A sessão ocorreu no Plenário do Senado e foi solicitada pelas senadoras Daniella Ribeiro (PP-PB) e Professora Dorinha Seabra (União-TO), além da deputada federal Laura Carneiro (PSD-RJ).
Dorinha conduziu a cerimônia e afirmou que a agenda representa demandas de mulheres de diferentes realidades. A senadora também destacou a importância da participação feminina nos espaços de decisão.
— Nós representamos milhares de mulheres, muitas inclusive invisibilizadas e silenciadas. Temos voz, temos voto e temos direitos. Um país só é justo quando homens e mulheres são igualmente respeitados, atendidos e representados — declarou ela.
Sete eixos
De acordo com o Grupo Mulheres do Brasil, a agenda tem o objetivo de contribuir para o processo legislativo e aprimorar políticas públicas voltadas às mulheres.
O documento foi elaborado a partir da análise de projetos de lei em tramitação no Congresso e das prioridades identificadas pelos núcleos da entidade espalhados pelo país. O texto está organizado em sete eixos temáticos.
— Nenhum dos eixos apresentados na agenda pode ser negligenciado. Não haverá verdadeira transformação democrática sem que todos eles se concretizem — ressaltou Dorinha.
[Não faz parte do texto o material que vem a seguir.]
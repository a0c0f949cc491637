//! File-backed repository implementations.
//!
//! # Repositories
//!
//! - [`JsonlRecordRepository`] - Append-only JSON-lines record log

pub mod jsonl_record_repository;

pub use jsonl_record_repository::JsonlRecordRepository;
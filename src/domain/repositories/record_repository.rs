//! Repository trait for the append-only record store.

use crate::domain::entities::Record;
use crate::error::AppError;

/// Predicate used to scan the store for a record.
#[derive(Debug, Clone, PartialEq, Eq)]
pub enum RecordFilter {
    /// Matches a record whose full short URL equals the value.
    ShortUrl(String),
    /// Matches a record whose long URL equals the value.
    LongUrl(String),
}

impl RecordFilter {
    pub fn short_url(value: impl Into<String>) -> Self {
        Self::ShortUrl(value.into())
    }

    pub fn long_url(value: impl Into<String>) -> Self {
        Self::LongUrl(value.into())
    }

    /// Returns true if `record` satisfies this filter.
    pub fn matches(&self, record: &Record) -> bool {
        match self {
            RecordFilter::ShortUrl(short_url) => record.short_url == *short_url,
            RecordFilter::LongUrl(long_url) => record.long_url == *long_url,
        }
    }
}

/// Repository interface for the URL mapping log.
///
/// Records are only ever appended; there is no update or delete. Lookups
/// are linear scans in storage order, so the first match is the oldest.
///
/// # Implementations
///
/// - [`crate::infrastructure::persistence::JsonlRecordRepository`] - JSON-lines file
/// - Test mocks available with `cfg(test)`
#[cfg_attr(test, mockall::automock)]
pub trait RecordRepository: Send + Sync {
    /// Returns the first record, oldest first, that satisfies `filter`.
    ///
    /// # Returns
    ///
    /// - `Ok(Some(Record))` if found
    /// - `Ok(None)` if nothing matches, including when the store does not exist yet
    ///
    /// # Errors
    ///
    /// Returns [`AppError::Io`] if the store exists but cannot be read.
    fn scan(&self, filter: &RecordFilter) -> Result<Option<Record>, AppError>;

    /// Appends a record at the end of the store, creating it if absent.
    ///
    /// # Errors
    ///
    /// Returns [`AppError::Io`] if the store cannot be opened or written.
    fn append(&self, record: &Record) -> Result<(), AppError>;

    /// Counts the decodable records in the store.
    ///
    /// # Errors
    ///
    /// Returns [`AppError::Io`] if the store exists but cannot be read.
    fn count(&self) -> Result<usize, AppError>;
}
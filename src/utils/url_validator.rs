//! Long URL validation.
//!
//! A long URL is accepted when it parses as an absolute URL with a scheme and
//! a non-empty host. The input is never rewritten: whatever the caller passed
//! is what gets stored, so lookups by long URL compare against the exact text.

use url::Url;

/// Errors that can occur while validating a long URL.
#[derive(Debug, thiserror::Error)]
pub enum UrlValidationError {
    #[error("Invalid URL format: {0}")]
    InvalidFormat(String),

    #[error("URL must not contain whitespace")]
    ContainsWhitespace,

    #[error("URL must include a host")]
    MissingHost,
}

/// Checks that `input` is a well-formed absolute URL.
///
/// # Rules
///
/// 1. Must parse as an absolute URL (scheme required)
/// 2. Must have a non-empty host (`mailto:`, `data:`, `file:///` are rejected)
/// 3. Must not contain whitespace anywhere
///
/// # Errors
///
/// Returns [`UrlValidationError::InvalidFormat`] for unparseable input.
/// Returns [`UrlValidationError::MissingHost`] for URLs without a host.
/// Returns [`UrlValidationError::ContainsWhitespace`] if any whitespace is present.
pub fn validate_long_url(input: &str) -> Result<Url, UrlValidationError> {
    if input.chars().any(char::is_whitespace) {
        return Err(UrlValidationError::ContainsWhitespace);
    }

    let url = Url::parse(input).map_err(|e| UrlValidationError::InvalidFormat(e.to_string()))?;

    match url.host_str() {
        Some(host) if !host.is_empty() => Ok(url),
        _ => Err(UrlValidationError::MissingHost),
    }
}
Violência e segurança jurídica
Ao apoiar a iniciativa, a senadora Damares Alves (Republicanos-DF) defendeu que políticas de proteção às mulheres, incluindo ações de prevenção à violência, sejam transformadas em leis permanentes para garantir maior segurança jurídica.
— Temos de construir uma legislação sobre a proteção da mulher vítima de violência. Não pode ser tão somente uma portaria, um decreto ou uma resolução. Precisamos perpetuar os direitos e a proteção das mulheres — disse ela.
Damares também chamou atenção para o aumento da violência política de gênero, especialmente em ambientes digitais e durante os períodos eleitorais.
— Precisamos ocupar esses espaços, mas muitas mulheres desistem por causa da violência política de gênero. Com o advento da inteligência artificial, a situação se tornou ainda mais preocupante — frisou ela.
O senador Fabiano Contarato (PT-ES) afirmou que a igualdade entre homens e mulheres prevista na Constituição ainda não se reflete plenamente na realidade brasileira. Ele defendeu o compromisso permanente do Estado e da sociedade no combate à violência contra as mulheres.
— Homens e mulheres são iguais em direitos e obrigações. Isso tem de ser uma realidade; não pode ser uma letra da lei. Eu me envergonho quando temos índices elevados de feminicídio no Brasil — lamentou o senador, que prestou homenagem às vítimas de feminicídio.